Inference performance of bvlc_alexnet is far more slower on mkl-dnn #17

etaf · 2016-12-29T01:40:17Z

I found the inference performance of bvlc_alexnet is far more slower on mkl-dnn.
In intel-caffe build with mkl-dnn engine, I run the caffe/examples/cpp_classification example. And collect the elapsed time of the line: net_->Forward();
It's about 835 ms.
But the result of intel-caffe with mkl-2017 is 16 ms.
Then I add the following code to caffe/examples/cpp_classification/classification.cpp

 boost::posix_time::ptime start_cpu_;
 boost::posix_time::ptime stop_cpu_;
//first time
 start_cpu_= boost::posix_time::microsec_clock::local_time();
 net_->Forward();
 top_cpu_ = boost::posix_time::microsec_clock::local_time();
 double first_time = (stop_cpu_ - start_cpu_).total_milliseconds();

// second time
 start_cpu_= boost::posix_time::microsec_clock::local_time();
 net_->Forward();
 stop_cpu_ = boost::posix_time::microsec_clock::local_time();
 double second_time = (stop_cpu_ - start_cpu_).total_milliseconds();

The result is:
first time: 835 ms
second time: 15.32 ms

It's wired there is huge gape between first time and second time.
In intel-caffe with mkl2017, the result is
first time: 18 ms
second time: 16 ms

I collected each layer's forward time for the first inference.
I found the time is wasted in the first dropout layer. In

caffe/src/caffe/mkldnn_memory.cpp => MKLDNNMemoryDescriptor<Dtype, is_diff>::on_to_cpu()
=> StreamHolder::Instance().current_stream()->wait();

The first dropout layer is connected behind a fc(full connected) layer.

I've tried other models, the result of bvlc_reference_caffenet , vgg_16, vgg_19 is similar with bvlc_alexnet.
They all have a dropout layer behind a fc layer.
But bvlc_googlenet do not have large gape between first and second time.
The dropout layer of bvlc_googlenet is not connected behind a fc layer.
Is this an known issue?

Here is my configuration:
CPU: i7-4770 @ 3.40GHz x 8
Memory: 8G
ubuntu 14.04
intel caffe latest
mkl-dnn: commit: 47bda95
(latest mkl-dnn can not work with latest intel caffe, so I can not reproduce this in latest mkl-dnn)
test image: caffe/examples/images/cat.jpg

The text was updated successfully, but these errors were encountered:

emfomenk · 2016-12-29T17:39:53Z

Hi @etaf,

By default IntelCaffe uses lazy stream for mkl-dnn execution, which means actual execution might be postponed until stream::wait() is called. In your case all the primitives before dropout are put in a single stream and all their execution happens on the first non-mkl-dnn layer (i.e. dropout). That is why you see:
MKLDNNMemoryDescriptor<Dtype, is_diff>::on_to_cpu() => StreamHolder::Instance().current_stream()->wait();

MKL-DNN integration also has lazy primitive initialization -- primitive creation happens during the first run (i.e. during first Forward() call of the corresponding layer). That is why first run may take much more time then all subsequent ones. On the other hand initialization of Intel MKL primitives happens in Layer::SetUp() -- hence first and second runs are roughly the same.

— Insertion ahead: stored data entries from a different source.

use clap::Parser;
use tracing::Level;
use tracing_subscriber::FmtSubscriber;

use skillport::cli::{self, Cli};

fn main() {
    // Logs go to stderr: in JSON mode stdout carries exactly one envelope.
    let subscriber = FmtSubscriber::builder()
        .with_max_level(Level::INFO)
        .with_writer(std::io::stderr)
        .finish();
    tracing::subscriber::set_global_default(subscriber).expect("setting default subscriber failed");

    let cli = Cli::parse();
    std::process::exit(cli::run(cli));
}
//! Process-wide session state: session id, install counter, agent identity.
//!
//! One process run is one session. The install counter feeds the
//! `auto_install.max_per_session` policy limit; it is process-local and never
//! shared across processes.

use std::sync::Mutex;

use uuid::Uuid;

struct SessionState {
    id: String,
    install_count: u32,
}

static SESSION: Mutex<Option<SessionState>> = Mutex::new(None);

fn with_state<T>(f: impl FnOnce(&mut SessionState) -> T) -> T {
    let mut guard = SESSION.lock().expect("session state poisoned");
    let state = guard.get_or_insert_with(|| SessionState {
        id: Uuid::new_v4().to_string(),
        install_count: 0,
    });
    f(state)
}

/// The session UUID, generated on first use.
pub fn session_id() -> String {
    with_state(|s| s.id.clone())
}

/// Installs performed so far in this session.
pub fn install_count() -> u32 {
    with_state(|s| s.install_count)
}

/// Record a completed install; returns the new count.
pub fn record_install() -> u32 {
    with_state(|s| {
        s.install_count += 1;
        s.install_count
    })
}

/// Reset session state. Intended for tests only: gives each test a fresh
/// session id and a zeroed install counter.
pub fn reset_session() {
    *SESSION.lock().expect("session state poisoned") = None;
}

/// Agent identity string carried in provenance entries.
///
/// Resolution order: `SKILLPORT_AGENT` (explicit value), `SKILLPORT_MCP`,
/// `CLAUDE_CODE`, then "cli".
pub fn agent_identity() -> String {
    if let Ok(agent) = std::env::var("SKILLPORT_AGENT")
        && !agent.trim().is_empty()
    {
        return agent;
    }
    if std::env::var("SKILLPORT_MCP").is_ok_and(|v| !v.is_empty()) {
        return "mcp".into();
    }
    if std::env::var("CLAUDE_CODE").is_ok_and(|v| !v.is_empty()) {
        return "claude-code".into();
    }
    "cli".into()
}

#[cfg(test)]
mod tests {
    use super::*;

    #[test]
    fn session_id_is_stable_within_session() {
        reset_session();
        let a = session_id();
        let b = session_id();
        assert_eq!(a, b);
        assert_eq!(a.len(), 36);
    }

    #[test]
    fn install_counter_increments() {
        reset_session();
        assert_eq!(install_count(), 0);
        assert_eq!(record_install(), 1);
        assert_eq!(record_install(), 2);
        assert_eq!(install_count(), 2);
    }

    #[test]
    fn reset_clears_counter_and_rotates_id() {
        reset_session();
        let first = session_id();
        record_install();
        reset_session();
        assert_eq!(install_count(), 0);
        assert_ne!(session_id(), first);
    }
}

etaf · 2017-01-06T00:44:25Z

Thanks for your answer.
I still have two questions:

I've tried other models, the result of bvlc_reference_caffenet , vgg_16, vgg_19 is similar with bvlc_alexnet.
They all have a dropout layer behind a fc layer.
But bvlc_googlenet do not have large gap between first and second time.
The dropout layer of bvlc_googlenet is not connected behind a fc layer.

Is the gap determined by the the position of dropout layer ( the previous layer) ? Why?

Except for dropout layer, is there any more non-mkl-dnn layer ?
if so, does mkl-dnn team has plan to make those non-mkl-dnn layer to be mkl-dnn layer ?

Thanks.

emfomenk · 2017-01-06T01:18:46Z

Hi @etaf,

I've tried other models, the result of bvlc_reference_caffenet , vgg_16, vgg_19 is similar with bvlc_alexnet.
They all have a dropout layer behind a fc layer.
But bvlc_googlenet do not have large gap between first and second time.
The dropout layer of bvlc_googlenet is not connected behind a fc layer.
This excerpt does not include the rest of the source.